What is expected: Lift out, unaltered, the lines of the material below between the line holding "use std::sync::Arc;" and the line holding "the current entries", counting both.

BEGIN Data provided

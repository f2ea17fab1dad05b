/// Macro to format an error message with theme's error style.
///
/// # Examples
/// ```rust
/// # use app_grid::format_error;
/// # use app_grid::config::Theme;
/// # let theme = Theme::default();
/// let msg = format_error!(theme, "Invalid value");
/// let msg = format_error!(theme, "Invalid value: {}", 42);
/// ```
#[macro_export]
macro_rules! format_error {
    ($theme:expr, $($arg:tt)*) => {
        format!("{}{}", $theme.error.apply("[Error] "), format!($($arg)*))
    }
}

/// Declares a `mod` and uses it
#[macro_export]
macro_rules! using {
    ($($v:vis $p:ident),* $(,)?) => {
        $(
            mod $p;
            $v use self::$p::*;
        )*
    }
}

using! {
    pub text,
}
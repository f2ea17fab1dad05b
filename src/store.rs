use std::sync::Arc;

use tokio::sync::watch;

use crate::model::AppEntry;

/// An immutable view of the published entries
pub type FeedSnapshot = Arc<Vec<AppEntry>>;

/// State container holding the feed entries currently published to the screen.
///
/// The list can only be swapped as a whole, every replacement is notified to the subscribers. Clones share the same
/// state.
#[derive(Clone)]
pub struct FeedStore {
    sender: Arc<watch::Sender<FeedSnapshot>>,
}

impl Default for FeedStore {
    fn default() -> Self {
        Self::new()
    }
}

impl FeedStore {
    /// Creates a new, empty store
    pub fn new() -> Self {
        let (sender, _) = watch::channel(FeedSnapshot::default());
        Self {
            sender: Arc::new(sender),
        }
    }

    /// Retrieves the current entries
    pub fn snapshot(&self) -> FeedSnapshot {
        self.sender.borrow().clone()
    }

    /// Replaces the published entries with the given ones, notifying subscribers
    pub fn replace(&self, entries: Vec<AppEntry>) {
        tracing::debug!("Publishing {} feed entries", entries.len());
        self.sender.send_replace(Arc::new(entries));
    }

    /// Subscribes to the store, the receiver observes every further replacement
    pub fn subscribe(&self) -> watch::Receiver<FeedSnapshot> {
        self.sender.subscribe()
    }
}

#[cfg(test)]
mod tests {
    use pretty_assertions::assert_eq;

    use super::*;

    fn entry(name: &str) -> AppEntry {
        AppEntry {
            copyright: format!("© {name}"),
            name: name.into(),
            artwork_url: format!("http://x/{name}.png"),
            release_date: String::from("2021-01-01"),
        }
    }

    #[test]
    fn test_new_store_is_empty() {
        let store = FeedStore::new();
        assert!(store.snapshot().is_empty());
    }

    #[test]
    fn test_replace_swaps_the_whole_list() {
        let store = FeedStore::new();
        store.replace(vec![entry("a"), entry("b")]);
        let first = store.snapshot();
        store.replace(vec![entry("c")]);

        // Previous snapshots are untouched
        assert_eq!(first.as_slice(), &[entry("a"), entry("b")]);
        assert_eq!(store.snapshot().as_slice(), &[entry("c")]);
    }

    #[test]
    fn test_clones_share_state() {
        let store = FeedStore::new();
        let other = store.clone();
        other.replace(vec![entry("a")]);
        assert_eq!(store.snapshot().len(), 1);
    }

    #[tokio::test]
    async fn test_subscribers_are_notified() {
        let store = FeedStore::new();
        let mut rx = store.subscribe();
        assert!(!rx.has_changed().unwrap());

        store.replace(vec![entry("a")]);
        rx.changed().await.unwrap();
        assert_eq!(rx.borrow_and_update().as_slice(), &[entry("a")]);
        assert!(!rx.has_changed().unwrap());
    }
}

END Data provided
BEGIN Data provided

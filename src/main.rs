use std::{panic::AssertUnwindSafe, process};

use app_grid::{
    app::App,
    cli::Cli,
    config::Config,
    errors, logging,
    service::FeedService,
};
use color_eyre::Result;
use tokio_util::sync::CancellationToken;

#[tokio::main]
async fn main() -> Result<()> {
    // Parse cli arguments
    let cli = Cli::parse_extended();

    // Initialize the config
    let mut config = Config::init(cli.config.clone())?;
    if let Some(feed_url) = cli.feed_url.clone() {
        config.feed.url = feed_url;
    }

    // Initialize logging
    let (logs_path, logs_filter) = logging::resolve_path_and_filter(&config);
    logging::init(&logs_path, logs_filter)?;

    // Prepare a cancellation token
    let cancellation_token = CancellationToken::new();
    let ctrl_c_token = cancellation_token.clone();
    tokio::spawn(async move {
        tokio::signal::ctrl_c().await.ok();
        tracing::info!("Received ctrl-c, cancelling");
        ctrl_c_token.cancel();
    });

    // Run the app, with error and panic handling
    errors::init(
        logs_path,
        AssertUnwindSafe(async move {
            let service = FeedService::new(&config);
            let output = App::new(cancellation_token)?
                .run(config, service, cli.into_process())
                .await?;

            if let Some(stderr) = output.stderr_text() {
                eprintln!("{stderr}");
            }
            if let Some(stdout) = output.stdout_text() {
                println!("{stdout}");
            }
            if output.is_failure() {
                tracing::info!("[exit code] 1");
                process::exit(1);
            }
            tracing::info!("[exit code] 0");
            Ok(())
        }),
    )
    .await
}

END Data provided

Written answer:
use std::sync::Arc;

use tokio::sync::watch;

use crate::model::AppEntry;

/// An immutable view of the published entries
pub type FeedSnapshot = Arc<Vec<AppEntry>>;

/// State container holding the feed entries currently published to the screen.
///
/// The list can only be swapped as a whole, every replacement is notified to the subscribers. Clones share the same
/// state.
#[derive(Clone)]
pub struct FeedStore {
    sender: Arc<watch::Sender<FeedSnapshot>>,
}

impl Default for FeedStore {
    fn default() -> Self {
        Self::new()
    }
}

impl FeedStore {
    /// Creates a new, empty store
    pub fn new() -> Self {
        let (sender, _) = watch::channel(FeedSnapshot::default());
        Self {
            sender: Arc::new(sender),
        }
    }

    /// Retrieves the current entries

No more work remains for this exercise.